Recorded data
------------------------------------------------

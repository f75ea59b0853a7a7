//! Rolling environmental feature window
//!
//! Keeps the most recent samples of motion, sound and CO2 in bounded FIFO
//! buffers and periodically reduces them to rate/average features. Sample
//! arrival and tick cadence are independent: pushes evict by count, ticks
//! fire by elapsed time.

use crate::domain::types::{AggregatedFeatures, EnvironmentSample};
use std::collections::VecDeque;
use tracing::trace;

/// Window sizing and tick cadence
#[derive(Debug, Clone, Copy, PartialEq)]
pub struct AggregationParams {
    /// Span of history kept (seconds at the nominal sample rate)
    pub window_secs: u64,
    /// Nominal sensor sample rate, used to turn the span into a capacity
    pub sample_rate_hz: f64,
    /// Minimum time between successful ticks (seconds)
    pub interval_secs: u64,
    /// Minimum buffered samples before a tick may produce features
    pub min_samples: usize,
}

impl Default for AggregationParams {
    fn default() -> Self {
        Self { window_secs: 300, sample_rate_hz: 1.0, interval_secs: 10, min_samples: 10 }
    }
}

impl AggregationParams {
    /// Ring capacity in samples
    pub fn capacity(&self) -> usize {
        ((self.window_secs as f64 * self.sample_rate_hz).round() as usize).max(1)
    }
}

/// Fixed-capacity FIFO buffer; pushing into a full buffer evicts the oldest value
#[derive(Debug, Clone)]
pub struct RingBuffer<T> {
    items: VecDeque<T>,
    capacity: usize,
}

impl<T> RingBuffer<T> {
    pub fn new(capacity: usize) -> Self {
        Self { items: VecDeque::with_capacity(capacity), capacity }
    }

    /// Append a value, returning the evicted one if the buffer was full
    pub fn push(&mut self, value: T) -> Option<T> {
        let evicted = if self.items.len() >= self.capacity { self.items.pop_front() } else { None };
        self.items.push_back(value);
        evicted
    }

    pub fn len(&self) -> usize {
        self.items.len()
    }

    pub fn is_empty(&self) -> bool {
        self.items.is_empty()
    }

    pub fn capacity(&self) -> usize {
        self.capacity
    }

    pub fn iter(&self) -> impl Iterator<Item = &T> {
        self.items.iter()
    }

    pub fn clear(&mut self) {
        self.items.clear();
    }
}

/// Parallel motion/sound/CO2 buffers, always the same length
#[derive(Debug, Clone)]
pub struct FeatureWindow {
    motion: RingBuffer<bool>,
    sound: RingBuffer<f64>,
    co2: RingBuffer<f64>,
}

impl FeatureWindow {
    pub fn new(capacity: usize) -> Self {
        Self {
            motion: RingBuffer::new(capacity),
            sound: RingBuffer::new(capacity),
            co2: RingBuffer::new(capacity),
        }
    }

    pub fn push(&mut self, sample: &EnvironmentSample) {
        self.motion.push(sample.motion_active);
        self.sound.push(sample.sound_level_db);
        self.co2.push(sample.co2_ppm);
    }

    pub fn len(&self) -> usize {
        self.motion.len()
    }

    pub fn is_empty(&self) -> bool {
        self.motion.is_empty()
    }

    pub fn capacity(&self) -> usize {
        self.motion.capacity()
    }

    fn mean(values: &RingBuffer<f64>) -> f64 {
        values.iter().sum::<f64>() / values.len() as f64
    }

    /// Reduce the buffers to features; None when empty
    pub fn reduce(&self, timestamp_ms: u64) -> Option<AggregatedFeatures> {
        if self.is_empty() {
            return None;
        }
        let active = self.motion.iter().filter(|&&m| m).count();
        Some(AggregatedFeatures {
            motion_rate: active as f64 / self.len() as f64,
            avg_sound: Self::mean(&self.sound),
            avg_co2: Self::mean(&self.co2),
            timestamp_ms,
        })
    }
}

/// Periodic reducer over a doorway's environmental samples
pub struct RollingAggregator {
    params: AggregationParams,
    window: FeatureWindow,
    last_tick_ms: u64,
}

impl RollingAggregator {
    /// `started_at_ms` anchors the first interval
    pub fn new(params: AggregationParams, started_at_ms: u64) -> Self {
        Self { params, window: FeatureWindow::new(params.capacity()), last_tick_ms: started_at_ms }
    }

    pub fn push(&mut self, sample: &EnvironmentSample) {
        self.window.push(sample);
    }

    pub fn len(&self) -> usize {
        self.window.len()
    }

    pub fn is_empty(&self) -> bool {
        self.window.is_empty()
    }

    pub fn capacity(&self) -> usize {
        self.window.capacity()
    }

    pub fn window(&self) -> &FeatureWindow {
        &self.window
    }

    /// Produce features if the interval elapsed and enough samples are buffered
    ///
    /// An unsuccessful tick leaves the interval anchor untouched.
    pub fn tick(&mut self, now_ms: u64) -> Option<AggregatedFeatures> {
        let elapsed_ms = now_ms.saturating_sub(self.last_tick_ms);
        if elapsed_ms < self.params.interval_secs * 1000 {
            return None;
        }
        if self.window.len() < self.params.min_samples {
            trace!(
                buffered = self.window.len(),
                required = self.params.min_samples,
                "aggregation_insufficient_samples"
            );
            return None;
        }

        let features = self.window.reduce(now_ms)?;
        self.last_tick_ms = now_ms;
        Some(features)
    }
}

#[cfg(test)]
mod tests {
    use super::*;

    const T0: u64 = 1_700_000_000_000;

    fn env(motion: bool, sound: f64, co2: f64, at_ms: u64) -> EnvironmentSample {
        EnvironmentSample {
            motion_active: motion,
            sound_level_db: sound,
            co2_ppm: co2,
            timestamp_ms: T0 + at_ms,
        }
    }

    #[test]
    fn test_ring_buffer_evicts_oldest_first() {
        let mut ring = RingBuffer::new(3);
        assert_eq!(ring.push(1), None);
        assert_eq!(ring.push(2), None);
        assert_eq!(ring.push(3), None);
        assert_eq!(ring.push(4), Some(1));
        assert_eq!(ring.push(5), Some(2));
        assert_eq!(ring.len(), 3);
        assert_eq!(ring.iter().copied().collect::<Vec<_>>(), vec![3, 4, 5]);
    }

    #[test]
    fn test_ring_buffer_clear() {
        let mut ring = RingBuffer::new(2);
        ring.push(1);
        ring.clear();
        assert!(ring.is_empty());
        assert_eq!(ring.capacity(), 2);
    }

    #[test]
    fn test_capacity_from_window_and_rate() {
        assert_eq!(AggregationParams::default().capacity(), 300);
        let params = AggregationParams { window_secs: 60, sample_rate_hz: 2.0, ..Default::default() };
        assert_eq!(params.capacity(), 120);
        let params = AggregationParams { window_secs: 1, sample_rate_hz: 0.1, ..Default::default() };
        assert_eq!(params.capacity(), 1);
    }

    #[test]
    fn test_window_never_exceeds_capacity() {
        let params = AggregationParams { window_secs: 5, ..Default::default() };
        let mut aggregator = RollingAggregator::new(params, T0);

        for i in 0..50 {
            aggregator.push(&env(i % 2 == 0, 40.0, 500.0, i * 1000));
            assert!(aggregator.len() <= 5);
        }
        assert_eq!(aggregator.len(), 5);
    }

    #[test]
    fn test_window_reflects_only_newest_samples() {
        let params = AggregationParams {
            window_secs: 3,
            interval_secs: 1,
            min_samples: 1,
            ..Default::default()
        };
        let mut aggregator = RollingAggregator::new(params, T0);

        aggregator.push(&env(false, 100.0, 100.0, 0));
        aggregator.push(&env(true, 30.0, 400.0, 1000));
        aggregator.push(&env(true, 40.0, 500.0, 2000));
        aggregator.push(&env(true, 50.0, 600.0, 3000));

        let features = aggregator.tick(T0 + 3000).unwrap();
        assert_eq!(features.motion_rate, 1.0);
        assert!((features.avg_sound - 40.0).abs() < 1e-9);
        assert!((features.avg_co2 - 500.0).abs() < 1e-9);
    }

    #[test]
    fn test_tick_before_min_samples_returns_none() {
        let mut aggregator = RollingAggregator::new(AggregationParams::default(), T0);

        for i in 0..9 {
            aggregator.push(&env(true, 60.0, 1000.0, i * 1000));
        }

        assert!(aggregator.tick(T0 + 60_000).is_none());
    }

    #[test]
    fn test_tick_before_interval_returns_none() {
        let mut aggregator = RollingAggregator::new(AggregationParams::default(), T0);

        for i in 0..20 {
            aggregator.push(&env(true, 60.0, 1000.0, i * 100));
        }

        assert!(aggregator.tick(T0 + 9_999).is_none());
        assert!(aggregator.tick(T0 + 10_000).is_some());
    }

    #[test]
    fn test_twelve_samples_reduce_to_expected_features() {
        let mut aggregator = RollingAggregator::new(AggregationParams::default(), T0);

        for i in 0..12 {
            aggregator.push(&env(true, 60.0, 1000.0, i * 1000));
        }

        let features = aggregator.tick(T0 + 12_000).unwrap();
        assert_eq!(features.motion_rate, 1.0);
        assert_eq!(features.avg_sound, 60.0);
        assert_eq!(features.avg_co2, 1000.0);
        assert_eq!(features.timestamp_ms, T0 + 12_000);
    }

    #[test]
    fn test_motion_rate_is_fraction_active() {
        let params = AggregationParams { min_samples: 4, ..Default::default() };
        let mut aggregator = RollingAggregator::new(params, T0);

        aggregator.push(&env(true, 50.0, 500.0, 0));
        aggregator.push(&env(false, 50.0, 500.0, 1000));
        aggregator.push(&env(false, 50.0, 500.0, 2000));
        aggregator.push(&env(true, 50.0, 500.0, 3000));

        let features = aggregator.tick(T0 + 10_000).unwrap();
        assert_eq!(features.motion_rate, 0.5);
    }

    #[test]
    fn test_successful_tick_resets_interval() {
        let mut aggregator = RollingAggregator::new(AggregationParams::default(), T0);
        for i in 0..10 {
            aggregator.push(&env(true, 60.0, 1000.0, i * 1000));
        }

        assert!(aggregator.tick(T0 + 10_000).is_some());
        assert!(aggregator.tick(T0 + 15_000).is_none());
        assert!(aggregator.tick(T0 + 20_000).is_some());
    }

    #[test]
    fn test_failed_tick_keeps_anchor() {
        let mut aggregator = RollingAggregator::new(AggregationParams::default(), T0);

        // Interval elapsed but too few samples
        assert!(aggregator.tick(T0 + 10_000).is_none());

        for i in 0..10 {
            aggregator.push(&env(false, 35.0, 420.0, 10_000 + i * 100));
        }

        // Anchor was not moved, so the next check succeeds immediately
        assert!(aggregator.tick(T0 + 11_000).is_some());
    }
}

------------------------------------------------

## Problem to work on
Nothing should appear in the answer except the lines above from the line with "the oldest value" through the line with "pub fn push(&mut self, value: T)", both included, written out exactly.

## Answer box
/// Fixed-capacity FIFO buffer; pushing into a full buffer evicts the oldest value
#[derive(Debug, Clone)]
pub struct RingBuffer<T> {
    items: VecDeque<T>,
    capacity: usize,
}

impl<T> RingBuffer<T> {
    pub fn new(capacity: usize) -> Self {
        Self { items: VecDeque::with_capacity(capacity), capacity }
    }

    /// Append a value, returning the evicted one if the buffer was full
    pub fn push(&mut self, value: T) -> Option<T> {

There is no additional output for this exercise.